CONFLICT OF INTEREST STATEMENT
TPG: Personal fees from: Novo Nordisk, Sanofi Aventis, Dexcom, Astra Zeneca and Lilly. GG: Personal fees from: advisory work and talks: Abbott, Dexcom, Medtronic, Roche, Insulet. SHa: Speaker & Advisory Board fees from: Dexcom, Medtronic, Sanofi, Ypsomed. Director: ASK Diabetes Ltd. Receives consulting/training fees from: CamDiab Ltd. TC: Personal fees from: Abbott, Insulet, NovoNordisk, Lilly, Sanofi. MH: Personal fees from: Roche, Abbott, Insulet. Educational grant funding from Dexcom. FWG: Personal fees from: Abbott, Insulet, Novo Nordisk, Lilly for talks and advisory work.

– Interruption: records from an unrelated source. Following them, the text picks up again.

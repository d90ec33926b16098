//! Shard router tests

use std::collections::HashSet;

use silt_model::{CommitPoint, InputMessage, MsgRow, Value};

use crate::sharder::Sharder;

fn msg_row(partition: i32, offset: i64, shard: u64) -> MsgRow {
    MsgRow::new(
        InputMessage {
            topic: "events".into(),
            partition,
            offset,
            value: Vec::new(),
            timestamp: None,
        },
        Some(vec![Value::Int(offset)]),
    )
    .with_shard(shard)
}

#[test]
fn test_rows_bucketed_by_shard_hash() {
    let sharder = Sharder::new(2, 100);
    // Hashes 0 and 2 land in shard 0; hash 1 in shard 1.
    sharder.put(vec![
        msg_row(0, 0, 0),
        msg_row(0, 1, 1),
        msg_row(0, 2, 2),
    ]);

    let flushes = sharder.force_flush();
    assert_eq!(flushes.len(), 2);
    let shard0 = flushes.iter().find(|f| f.shard == 0).unwrap();
    let shard1 = flushes.iter().find(|f| f.shard == 1).unwrap();
    assert_eq!(shard0.rows.len(), 2);
    assert_eq!(shard1.rows.len(), 1);
}

#[test]
fn test_shard_flushes_at_batch_size() {
    let sharder = Sharder::new(2, 2);
    // Two rows for shard 0, one for shard 1.
    let flushes = sharder.put(vec![
        msg_row(0, 0, 0),
        msg_row(0, 1, 2),
        msg_row(0, 2, 1),
    ]);
    assert_eq!(flushes.len(), 1);
    assert_eq!(flushes[0].shard, 0);
    assert_eq!(flushes[0].rows.len(), 2);

    // Shard 1 still buffers its row until forced.
    let rest = sharder.force_flush();
    assert_eq!(rest.len(), 1);
    assert_eq!(rest[0].shard, 1);
}

#[test]
fn test_commits_accumulate_across_partitions() {
    let sharder = Sharder::new(1, 100);
    sharder.put(vec![msg_row(0, 5, 0), msg_row(1, 9, 0)]);
    sharder.put(vec![msg_row(2, 1, 0)]);

    let flushes = sharder.force_flush();
    assert_eq!(flushes.len(), 1);
    let commits: HashSet<CommitPoint> = flushes[0].commits.iter().copied().collect();
    assert_eq!(commits.len(), 3);
    assert!(commits.contains(&CommitPoint {
        partition: 1,
        offset: 9
    }));
}

#[test]
fn test_no_offset_split_across_batches() {
    let sharder = Sharder::new(4, 2);
    let mut seen = Vec::new();

    let mut collect = |flushes: Vec<crate::sharder::ShardFlush>| {
        for flush in flushes {
            seen.extend(flush.commits);
        }
    };

    for offset in 0..20 {
        collect(sharder.put(vec![msg_row(0, offset, offset as u64)]));
    }
    collect(sharder.force_flush());

    let unique: HashSet<CommitPoint> = seen.iter().copied().collect();
    assert_eq!(unique.len(), seen.len(), "an offset appeared in two batches");
    assert_eq!(seen.len(), 20);
}

#[test]
fn test_rowless_slot_commits_through_shard_zero() {
    let sharder = Sharder::new(3, 100);
    let mut failed = msg_row(0, 7, 5);
    failed.row = None;
    failed.shard = None;
    sharder.put(vec![failed]);

    let flushes = sharder.force_flush();
    assert_eq!(flushes.len(), 1);
    assert_eq!(flushes[0].shard, 0);
    assert!(flushes[0].rows.is_empty());
    assert_eq!(
        flushes[0].commits,
        vec![CommitPoint {
            partition: 0,
            offset: 7
        }]
    );
}

#[test]
fn test_force_flush_empties_everything() {
    let sharder = Sharder::new(2, 100);
    sharder.put(vec![msg_row(0, 0, 0), msg_row(0, 1, 1)]);
    assert_eq!(sharder.force_flush().len(), 2);
    assert!(sharder.force_flush().is_empty());
}
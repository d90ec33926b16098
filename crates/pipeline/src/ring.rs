//! Per-partition ring buffer
//!
//! Parsing runs on a shared pool, so rows for one partition come back in
//! arbitrary order. The ring reassembles them: a fixed window of
//! `cap = 2 × batch_size` slots indexed by `offset & (cap - 1)`, emitting
//! offset-contiguous chunks once a dense prefix forms.
//!
//! Window markers (all offsets):
//! - `ground`  — smallest offset currently representable;
//! - `filled`  — next offset expected to be emitted;
//! - `ceiling` — one past the largest offset ever inserted.
//!
//! Invariants: `ground <= filled <= ceiling` and `ceiling - ground <= cap`.
//! `ground` advances together with `filled`, so the window slides as chunks
//! are emitted.

use parking_lot::Mutex;

use silt_model::MsgRow;

/// Timer ticks with no producer activity before a ring is declared idle.
const IDLE_TICKS: u32 = 2;

/// Admission test result for an incoming offset.
#[derive(Debug, Clone, Copy, PartialEq, Eq)]
pub enum Admission {
    /// Offset fits the window.
    Admit,
    /// Offset is left of `filled`: already emitted, re-delivery.
    TooSmall { filled: i64 },
    /// Offset is right of the window: emission must advance first.
    TooLarge { ground: i64 },
}

/// Result of placing a row.
#[derive(Debug)]
pub enum PutOutcome {
    /// Row placed; zero or more full dense chunks became emittable.
    Stored(Vec<Vec<MsgRow>>),
    /// Dropped: offset already emitted.
    TooSmall,
    /// Rejected: window cannot represent the offset yet.
    TooLarge,
}

struct RingState {
    buf: Vec<Option<MsgRow>>,
    ground: i64,
    filled: i64,
    ceiling: i64,
    idle_cnt: u32,
    is_idle: bool,
    /// Producer activity since the last timer tick.
    touched: bool,
}

/// Offset-reordering window for a single partition.
pub struct Ring {
    partition: i32,
    cap: i64,
    batch_size: i64,
    state: Mutex<RingState>,
}

impl Ring {
    /// `batch_size` must be a power of two; the window holds twice that.
    pub fn new(partition: i32, batch_size: usize, first_offset: i64) -> Self {
        debug_assert!(batch_size.is_power_of_two());
        let cap = (batch_size as i64) * 2;
        Self {
            partition,
            cap,
            batch_size: batch_size as i64,
            state: Mutex::new(RingState {
                buf: (0..cap).map(|_| None).collect(),
                ground: first_offset,
                filled: first_offset,
                ceiling: first_offset,
                idle_cnt: 0,
                is_idle: false,
                touched: false,
            }),
        }
    }

    pub fn partition(&self) -> i32 {
        self.partition
    }

    /// Current `(ground, filled, ceiling)` markers.
    pub fn window(&self) -> (i64, i64, i64) {
        let state = self.state.lock();
        (state.ground, state.filled, state.ceiling)
    }

    /// Producer-side admission test, run before parse submission.
    pub fn check(&self, offset: i64) -> Admission {
        let state = self.state.lock();
        if offset < state.filled {
            Admission::TooSmall {
                filled: state.filled,
            }
        } else if offset >= state.ground + self.cap {
            Admission::TooLarge {
                ground: state.ground,
            }
        } else {
            Admission::Admit
        }
    }

    /// Place a parsed row at its offset slot.
    ///
    /// Emits every full dense chunk that the insertion completes; partial
    /// prefixes wait for the flush timer.
    pub fn put(&self, msg_row: MsgRow) -> PutOutcome {
        let offset = msg_row.msg.offset;
        let mut state = self.state.lock();

        if offset < state.filled {
            return PutOutcome::TooSmall;
        }
        if offset >= state.ground + self.cap {
            return PutOutcome::TooLarge;
        }

        let slot = (offset & (self.cap - 1)) as usize;
        state.buf[slot] = Some(msg_row);
        state.ceiling = state.ceiling.max(offset + 1);
        state.touched = true;
        state.idle_cnt = 0;
        state.is_idle = false;

        PutOutcome::Stored(self.collect_chunks(&mut state, false))
    }

    /// Force-emit every dense chunk starting at `filled`, full or not.
    pub fn flush(&self) -> Vec<Vec<MsgRow>> {
        let mut state = self.state.lock();
        self.collect_chunks(&mut state, true)
    }

    /// Timer-driven flush with staleness accounting.
    ///
    /// Returns the emitted chunks and whether the ring has gone idle (no
    /// producer activity and nothing buffered for [`IDLE_TICKS`] consecutive
    /// ticks) and may be pruned.
    pub fn tick(&self) -> (Vec<Vec<MsgRow>>, bool) {
        let mut state = self.state.lock();
        let chunks = self.collect_chunks(&mut state, true);
        if chunks.is_empty() && state.ceiling == state.filled && !state.touched {
            state.idle_cnt += 1;
            if state.idle_cnt >= IDLE_TICKS {
                state.is_idle = true;
            }
        } else {
            state.idle_cnt = 0;
            state.is_idle = false;
        }
        state.touched = false;
        (chunks, state.is_idle)
    }

    /// Walk dense slots from `filled`, taking chunks of at most
    /// `batch_size`. Without `force`, only complete chunks are taken.
    fn collect_chunks(&self, state: &mut RingState, force: bool) -> Vec<Vec<MsgRow>> {
        let mut chunks = Vec::new();
        loop {
            let start = state.filled;
            let dense_end = (start..state.ceiling)
                .take(self.batch_size as usize)
                .take_while(|off| state.buf[(off & (self.cap - 1)) as usize].is_some())
                .last()
                .map(|off| off + 1)
                .unwrap_or(start);
            let len = dense_end - start;

            if len == 0 || (!force && len < self.batch_size) {
                break;
            }

            let mut chunk = Vec::with_capacity(len as usize);
            for off in start..dense_end {
                let slot = (off & (self.cap - 1)) as usize;
                // Slots in the dense prefix are occupied by construction.
                if let Some(msg_row) = state.buf[slot].take() {
                    chunk.push(msg_row);
                }
            }
            state.filled = dense_end;
            state.ground = state.filled;
            chunks.push(chunk);

            if !force && state.ceiling - state.filled < self.batch_size {
                break;
            }
        }
        chunks
    }
}
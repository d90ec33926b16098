//! Writer error types and retry classification

use thiserror::Error;

/// Errors raised on the write path.
#[derive(Debug, Error)]
pub enum WriteError {
    /// Client or server failure from the ClickHouse driver.
    #[error("clickhouse error: {0}")]
    ClickHouse(#[from] clickhouse_rs::errors::Error),

    /// A row value did not fit its destination column.
    #[error("row does not match schema: {0}")]
    BadRow(String),

    /// Destination schema could not be loaded or is unusable.
    #[error("schema error: {0}")]
    Schema(String),

    /// The writer's connections were released; shutdown is in progress.
    #[error("writer stopped")]
    Stopped,
}

impl WriteError {
    /// Connection-class failures are worth a reconnect and retry; everything
    /// else is permanent.
    pub fn is_retryable(&self) -> bool {
        match self {
            WriteError::ClickHouse(e) => {
                let msg = e.to_string().to_lowercase();
                msg.contains("connection refused") || msg.contains("bad connection")
            }
            WriteError::BadRow(_) | WriteError::Schema(_) | WriteError::Stopped => false,
        }
    }
}

/// Result type for writer operations.
pub type Result<T> = std::result::Result<T, WriteError>;
//! Row → block conversion
//!
//! Batches arrive as dynamically typed rows aligned with the column list;
//! this module turns them into driver values, wrapping nullable columns and
//! mapping dates and datetimes the way the native protocol expects.

use std::sync::Arc;

use chrono::NaiveDate;
use clickhouse_rs::types::{DateTimeType, SqlType, Value as ChValue};
use clickhouse_rs::Block;
use either::Either;

use silt_model::{ColumnKind, ColumnWithType, Row, Value};

use crate::error::{Result, WriteError};

/// Build an insert block from rows, one driver value per schema column.
pub(crate) fn build_block(dims: &[ColumnWithType], rows: &[Row]) -> Result<Block> {
    let mut block = Block::new();
    for row in rows {
        if row.len() != dims.len() {
            return Err(WriteError::BadRow(format!(
                "row has {} values, schema has {} columns",
                row.len(),
                dims.len()
            )));
        }
        let pairs: Vec<(String, ChValue)> = dims
            .iter()
            .zip(row.iter())
            .map(|(dim, value)| Ok((dim.name.clone(), column_value(dim, value)?)))
            .collect::<Result<_>>()?;
        block.push(pairs)?;
    }
    Ok(block)
}

fn column_value(dim: &ColumnWithType, value: &Value) -> Result<ChValue> {
    if dim.typ.nullable {
        return Ok(match value {
            Value::Null => ChValue::Nullable(Either::Left(null_type(dim.typ.kind).into())),
            v => ChValue::Nullable(Either::Right(Box::new(scalar_value(dim, v)?))),
        });
    }
    if value.is_null() {
        return Err(WriteError::BadRow(format!(
            "null value for non-nullable column {}",
            dim.name
        )));
    }
    scalar_value(dim, value)
}

fn scalar_value(dim: &ColumnWithType, value: &Value) -> Result<ChValue> {
    let out = match (dim.typ.kind, value) {
        (ColumnKind::Int, Value::Int(i)) => ChValue::from(*i),
        (ColumnKind::ElasticDateTime, Value::Int(i)) => ChValue::from(*i),
        (ColumnKind::Float, Value::Float(f)) => ChValue::from(*f),
        (ColumnKind::String, Value::Str(s)) => ChValue::from(s.clone()),
        (ColumnKind::Date, Value::Date(d)) => ChValue::Date(days_since_epoch(*d)),
        (ColumnKind::DateTime | ColumnKind::DateTime64, Value::DateTime(t)) => ChValue::from(*t),
        (ColumnKind::ArrayInt, Value::ArrayInt(items)) => ChValue::Array(
            SqlType::Int64.into(),
            Arc::new(items.iter().map(|i| ChValue::from(*i)).collect()),
        ),
        (ColumnKind::ArrayFloat, Value::ArrayFloat(items)) => ChValue::Array(
            SqlType::Float64.into(),
            Arc::new(items.iter().map(|f| ChValue::from(*f)).collect()),
        ),
        (ColumnKind::ArrayString, Value::ArrayString(items)) => ChValue::Array(
            SqlType::String.into(),
            Arc::new(items.iter().map(|s| ChValue::from(s.clone())).collect()),
        ),
        (kind, v) => {
            return Err(WriteError::BadRow(format!(
                "column {} expects {kind:?}, row holds {v:?}",
                dim.name
            )))
        }
    };
    Ok(out)
}

fn null_type(kind: ColumnKind) -> SqlType {
    match kind {
        ColumnKind::Int | ColumnKind::ElasticDateTime => SqlType::Int64,
        ColumnKind::Float => SqlType::Float64,
        ColumnKind::String => SqlType::String,
        ColumnKind::Date => SqlType::Date,
        ColumnKind::DateTime | ColumnKind::DateTime64 => {
            SqlType::DateTime(DateTimeType::DateTime32)
        }
        // Arrays are never nullable; schema parsing enforces it.
        ColumnKind::ArrayInt => SqlType::Int64,
        ColumnKind::ArrayFloat => SqlType::Float64,
        ColumnKind::ArrayString => SqlType::String,
    }
}

fn days_since_epoch(date: NaiveDate) -> u16 {
    // NaiveDate::default() is the epoch.
    date.signed_duration_since(NaiveDate::default())
        .num_days()
        .max(0) as u16
}
//! Shared utilities for the silt pipeline
//!
//! Small building blocks used across crates: bounded async worker pools,
//! rate-limited log gating, and power-of-two sizing helpers.

mod num;
mod pool;
mod rate_limit;

pub use num::{is_power_of_two, round_up_pow2, shift_for};
pub use pool::{PoolClosed, WorkerPool};
pub use rate_limit::{RateLimiter, DEFAULT_LOG_INTERVAL};
//! Configuration error types

use thiserror::Error;

/// Errors raised while loading or validating configuration.
#[derive(Debug, Error)]
pub enum ConfigError {
    /// File could not be read.
    #[error("failed to read config file {path}: {source}")]
    IoError {
        path: String,
        #[source]
        source: std::io::Error,
    },

    /// TOML syntax or type error.
    #[error("failed to parse config: {0}")]
    ParseError(#[from] toml::de::Error),

    /// Semantically invalid configuration.
    #[error("invalid config: {0}")]
    Validation(String),
}

/// Result type for configuration operations.
pub type Result<T> = std::result::Result<T, ConfigError>;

AL: Personal fees from: Abbott, Dexcom, Insulet, Lilly, Novo Nordisk, Sanofi. Institutional research support from: Abbott, Novo Nordisk. EGW: Personal fees from: Abbott, Dexcom, Eli Lilly, Embecta, Glooko, Insulet, Medtronic, Novo Nordisk, Roche, Sanofi Aventis, Ypsomed. PC: Personal fees from: Medtronic, Dexcom, Abbott, Insulet, Novo Nordisk, Sanofi, Lilly, Glooko, Mannkind. Research support from: Novo Nordisk, Abbott and Medtronic. SHu: No conflict of interest to declare.